*Prompt*. Using the data beneath, show every line that includes the word "Display".

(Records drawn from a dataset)
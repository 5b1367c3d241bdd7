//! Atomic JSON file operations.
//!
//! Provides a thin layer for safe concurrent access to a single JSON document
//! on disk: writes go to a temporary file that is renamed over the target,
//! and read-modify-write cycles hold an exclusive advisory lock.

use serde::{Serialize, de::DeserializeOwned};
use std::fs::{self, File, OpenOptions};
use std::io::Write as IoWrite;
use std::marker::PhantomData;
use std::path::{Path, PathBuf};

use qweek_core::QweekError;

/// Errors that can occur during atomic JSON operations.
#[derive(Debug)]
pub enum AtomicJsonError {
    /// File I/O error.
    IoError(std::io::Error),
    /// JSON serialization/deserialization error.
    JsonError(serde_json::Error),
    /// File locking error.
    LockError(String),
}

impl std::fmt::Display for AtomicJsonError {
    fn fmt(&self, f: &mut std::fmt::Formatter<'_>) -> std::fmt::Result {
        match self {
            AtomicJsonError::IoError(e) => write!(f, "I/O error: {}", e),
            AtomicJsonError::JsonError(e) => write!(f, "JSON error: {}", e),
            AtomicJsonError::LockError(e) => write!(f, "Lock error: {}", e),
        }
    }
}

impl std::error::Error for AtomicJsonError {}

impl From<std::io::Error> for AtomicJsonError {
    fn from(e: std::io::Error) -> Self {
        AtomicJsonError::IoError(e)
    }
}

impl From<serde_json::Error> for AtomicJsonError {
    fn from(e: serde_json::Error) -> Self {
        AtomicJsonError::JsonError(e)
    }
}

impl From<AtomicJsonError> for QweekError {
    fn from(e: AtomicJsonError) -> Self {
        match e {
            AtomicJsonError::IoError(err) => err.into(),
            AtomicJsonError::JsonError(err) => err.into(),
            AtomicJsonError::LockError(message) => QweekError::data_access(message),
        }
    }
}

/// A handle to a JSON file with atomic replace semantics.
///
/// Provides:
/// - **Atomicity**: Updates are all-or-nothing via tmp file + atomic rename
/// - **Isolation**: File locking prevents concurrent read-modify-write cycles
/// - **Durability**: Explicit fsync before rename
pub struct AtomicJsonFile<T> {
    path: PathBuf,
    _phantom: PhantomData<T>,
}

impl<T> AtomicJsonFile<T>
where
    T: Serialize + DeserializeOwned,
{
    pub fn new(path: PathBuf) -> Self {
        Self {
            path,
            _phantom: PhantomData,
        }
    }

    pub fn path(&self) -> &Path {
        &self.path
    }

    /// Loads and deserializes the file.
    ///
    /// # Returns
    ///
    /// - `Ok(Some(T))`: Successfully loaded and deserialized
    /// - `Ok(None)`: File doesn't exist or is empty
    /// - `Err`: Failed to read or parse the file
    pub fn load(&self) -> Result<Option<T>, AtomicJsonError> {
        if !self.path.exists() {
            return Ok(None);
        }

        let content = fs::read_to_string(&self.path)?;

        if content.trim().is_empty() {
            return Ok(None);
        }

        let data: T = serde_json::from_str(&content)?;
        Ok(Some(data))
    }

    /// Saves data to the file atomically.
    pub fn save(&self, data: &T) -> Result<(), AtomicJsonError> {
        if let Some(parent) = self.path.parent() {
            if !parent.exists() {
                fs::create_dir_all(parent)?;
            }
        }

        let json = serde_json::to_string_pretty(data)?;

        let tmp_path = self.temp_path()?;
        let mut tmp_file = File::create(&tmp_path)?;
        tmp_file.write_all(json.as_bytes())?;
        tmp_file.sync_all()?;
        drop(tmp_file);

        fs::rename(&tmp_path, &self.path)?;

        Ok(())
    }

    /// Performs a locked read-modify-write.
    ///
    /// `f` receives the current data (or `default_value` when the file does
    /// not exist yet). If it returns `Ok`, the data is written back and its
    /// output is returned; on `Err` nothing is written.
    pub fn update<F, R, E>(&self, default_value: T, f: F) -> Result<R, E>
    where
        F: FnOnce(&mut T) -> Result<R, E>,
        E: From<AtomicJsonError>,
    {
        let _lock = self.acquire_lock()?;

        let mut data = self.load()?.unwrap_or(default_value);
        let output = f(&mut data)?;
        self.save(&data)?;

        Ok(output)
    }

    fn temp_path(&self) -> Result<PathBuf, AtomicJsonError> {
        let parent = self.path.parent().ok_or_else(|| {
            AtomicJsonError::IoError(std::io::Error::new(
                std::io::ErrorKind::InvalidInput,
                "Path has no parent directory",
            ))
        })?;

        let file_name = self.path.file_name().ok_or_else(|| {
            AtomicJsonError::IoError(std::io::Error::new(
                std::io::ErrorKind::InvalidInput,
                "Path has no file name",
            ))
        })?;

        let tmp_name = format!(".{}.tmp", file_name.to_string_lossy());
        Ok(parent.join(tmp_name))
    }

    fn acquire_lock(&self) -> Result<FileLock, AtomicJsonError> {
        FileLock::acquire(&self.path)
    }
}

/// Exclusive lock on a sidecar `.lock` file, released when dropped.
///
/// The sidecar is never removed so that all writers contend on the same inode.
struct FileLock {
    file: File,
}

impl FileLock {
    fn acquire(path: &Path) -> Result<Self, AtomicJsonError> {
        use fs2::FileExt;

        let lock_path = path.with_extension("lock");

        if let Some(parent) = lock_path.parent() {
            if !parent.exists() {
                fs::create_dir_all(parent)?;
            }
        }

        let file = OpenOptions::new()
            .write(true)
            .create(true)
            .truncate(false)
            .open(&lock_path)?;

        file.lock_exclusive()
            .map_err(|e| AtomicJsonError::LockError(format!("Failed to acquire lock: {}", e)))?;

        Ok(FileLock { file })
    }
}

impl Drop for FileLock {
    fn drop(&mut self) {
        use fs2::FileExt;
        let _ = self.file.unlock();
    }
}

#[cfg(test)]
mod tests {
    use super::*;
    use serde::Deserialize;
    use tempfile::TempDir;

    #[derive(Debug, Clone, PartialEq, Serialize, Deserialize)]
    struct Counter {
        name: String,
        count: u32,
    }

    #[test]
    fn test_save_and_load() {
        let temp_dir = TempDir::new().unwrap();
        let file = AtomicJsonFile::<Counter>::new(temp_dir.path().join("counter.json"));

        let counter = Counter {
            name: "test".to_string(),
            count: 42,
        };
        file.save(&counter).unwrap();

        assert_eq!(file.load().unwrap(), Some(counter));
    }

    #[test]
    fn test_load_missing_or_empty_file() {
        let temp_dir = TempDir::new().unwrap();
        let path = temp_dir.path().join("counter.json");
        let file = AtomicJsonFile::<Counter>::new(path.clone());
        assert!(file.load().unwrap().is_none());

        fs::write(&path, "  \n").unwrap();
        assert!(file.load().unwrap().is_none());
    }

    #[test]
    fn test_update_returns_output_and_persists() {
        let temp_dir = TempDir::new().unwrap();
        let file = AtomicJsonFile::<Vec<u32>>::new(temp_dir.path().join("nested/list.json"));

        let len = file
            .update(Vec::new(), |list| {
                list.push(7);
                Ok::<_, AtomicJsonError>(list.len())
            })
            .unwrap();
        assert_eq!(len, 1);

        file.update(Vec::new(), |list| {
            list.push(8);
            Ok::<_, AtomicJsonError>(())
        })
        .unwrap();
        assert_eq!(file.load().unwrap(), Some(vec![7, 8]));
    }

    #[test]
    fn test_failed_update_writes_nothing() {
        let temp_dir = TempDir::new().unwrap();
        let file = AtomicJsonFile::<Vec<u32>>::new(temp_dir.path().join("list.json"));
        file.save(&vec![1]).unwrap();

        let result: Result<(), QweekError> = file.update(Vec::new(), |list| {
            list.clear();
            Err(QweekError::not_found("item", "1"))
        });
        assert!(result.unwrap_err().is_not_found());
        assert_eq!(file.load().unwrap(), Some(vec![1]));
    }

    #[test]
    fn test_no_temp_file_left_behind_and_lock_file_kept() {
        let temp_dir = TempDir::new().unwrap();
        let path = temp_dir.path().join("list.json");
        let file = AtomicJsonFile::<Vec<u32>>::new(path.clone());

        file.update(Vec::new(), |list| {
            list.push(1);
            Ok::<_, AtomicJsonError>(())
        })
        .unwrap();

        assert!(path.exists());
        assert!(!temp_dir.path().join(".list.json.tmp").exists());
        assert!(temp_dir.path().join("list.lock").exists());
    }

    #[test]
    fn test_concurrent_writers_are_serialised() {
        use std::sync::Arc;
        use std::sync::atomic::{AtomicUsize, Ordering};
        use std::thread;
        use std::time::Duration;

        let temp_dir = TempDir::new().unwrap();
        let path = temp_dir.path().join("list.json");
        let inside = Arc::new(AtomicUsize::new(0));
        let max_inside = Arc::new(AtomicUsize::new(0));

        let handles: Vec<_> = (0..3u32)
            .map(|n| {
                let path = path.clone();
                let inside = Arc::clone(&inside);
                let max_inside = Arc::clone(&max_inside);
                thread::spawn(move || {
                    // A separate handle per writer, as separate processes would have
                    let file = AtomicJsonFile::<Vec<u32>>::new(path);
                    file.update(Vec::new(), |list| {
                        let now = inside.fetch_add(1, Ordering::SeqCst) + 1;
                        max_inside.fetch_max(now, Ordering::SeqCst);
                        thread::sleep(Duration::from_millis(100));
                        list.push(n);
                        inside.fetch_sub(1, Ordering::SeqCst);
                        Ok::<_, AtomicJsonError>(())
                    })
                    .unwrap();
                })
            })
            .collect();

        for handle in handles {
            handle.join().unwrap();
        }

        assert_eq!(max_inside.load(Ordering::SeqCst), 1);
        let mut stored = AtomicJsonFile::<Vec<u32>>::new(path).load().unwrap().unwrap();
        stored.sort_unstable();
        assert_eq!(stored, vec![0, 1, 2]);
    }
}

* * *

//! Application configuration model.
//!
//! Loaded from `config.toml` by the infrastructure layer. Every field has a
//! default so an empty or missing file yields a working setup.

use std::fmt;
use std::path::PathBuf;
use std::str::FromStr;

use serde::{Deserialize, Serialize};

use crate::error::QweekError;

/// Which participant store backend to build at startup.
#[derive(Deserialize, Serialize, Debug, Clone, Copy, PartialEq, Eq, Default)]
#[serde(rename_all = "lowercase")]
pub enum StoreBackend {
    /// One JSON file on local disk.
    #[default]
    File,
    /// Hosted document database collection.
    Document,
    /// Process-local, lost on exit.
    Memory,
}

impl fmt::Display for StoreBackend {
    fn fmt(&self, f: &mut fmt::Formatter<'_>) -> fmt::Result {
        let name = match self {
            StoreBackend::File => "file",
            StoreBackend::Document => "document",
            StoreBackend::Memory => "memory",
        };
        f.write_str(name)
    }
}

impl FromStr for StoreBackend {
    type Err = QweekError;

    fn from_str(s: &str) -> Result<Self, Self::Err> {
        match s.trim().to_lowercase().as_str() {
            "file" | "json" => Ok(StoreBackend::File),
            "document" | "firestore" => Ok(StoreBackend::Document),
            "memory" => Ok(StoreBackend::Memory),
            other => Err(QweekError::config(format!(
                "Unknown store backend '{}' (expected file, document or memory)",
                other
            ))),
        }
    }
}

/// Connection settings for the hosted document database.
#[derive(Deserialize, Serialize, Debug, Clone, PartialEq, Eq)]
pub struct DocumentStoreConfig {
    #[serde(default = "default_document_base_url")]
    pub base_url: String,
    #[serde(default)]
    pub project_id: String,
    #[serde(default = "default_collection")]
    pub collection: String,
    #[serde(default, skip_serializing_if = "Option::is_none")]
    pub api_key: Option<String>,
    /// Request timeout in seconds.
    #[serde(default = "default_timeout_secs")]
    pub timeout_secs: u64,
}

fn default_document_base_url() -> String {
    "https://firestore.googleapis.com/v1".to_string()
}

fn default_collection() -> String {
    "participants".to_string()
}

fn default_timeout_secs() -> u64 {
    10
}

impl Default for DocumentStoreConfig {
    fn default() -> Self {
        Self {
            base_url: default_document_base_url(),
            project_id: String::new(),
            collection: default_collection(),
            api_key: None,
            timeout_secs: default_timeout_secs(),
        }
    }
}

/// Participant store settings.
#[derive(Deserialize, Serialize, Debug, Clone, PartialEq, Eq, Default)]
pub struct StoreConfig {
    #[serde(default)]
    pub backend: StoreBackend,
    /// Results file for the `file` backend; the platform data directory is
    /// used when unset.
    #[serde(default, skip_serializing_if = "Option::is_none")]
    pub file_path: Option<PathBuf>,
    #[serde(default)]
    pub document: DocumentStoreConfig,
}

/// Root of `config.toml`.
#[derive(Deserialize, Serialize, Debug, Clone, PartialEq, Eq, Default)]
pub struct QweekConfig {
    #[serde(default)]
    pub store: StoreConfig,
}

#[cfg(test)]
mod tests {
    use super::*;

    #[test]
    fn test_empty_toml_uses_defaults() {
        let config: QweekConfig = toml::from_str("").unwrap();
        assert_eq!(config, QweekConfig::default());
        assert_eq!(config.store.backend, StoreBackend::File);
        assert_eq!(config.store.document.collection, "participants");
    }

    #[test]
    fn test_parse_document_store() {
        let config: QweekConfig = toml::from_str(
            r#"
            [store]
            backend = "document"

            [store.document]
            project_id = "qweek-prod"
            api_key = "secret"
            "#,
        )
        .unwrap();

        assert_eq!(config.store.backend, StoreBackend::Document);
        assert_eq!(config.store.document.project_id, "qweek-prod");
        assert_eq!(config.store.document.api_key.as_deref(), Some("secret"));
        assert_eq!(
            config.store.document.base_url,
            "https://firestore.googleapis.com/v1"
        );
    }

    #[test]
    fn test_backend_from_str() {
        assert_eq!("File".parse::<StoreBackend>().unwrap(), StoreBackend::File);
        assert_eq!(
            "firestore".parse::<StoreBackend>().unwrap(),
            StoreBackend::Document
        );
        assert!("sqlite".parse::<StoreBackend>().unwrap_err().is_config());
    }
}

*Answer for this exercise*.
impl std::fmt::Display for AtomicJsonError {
impl fmt::Display for StoreBackend {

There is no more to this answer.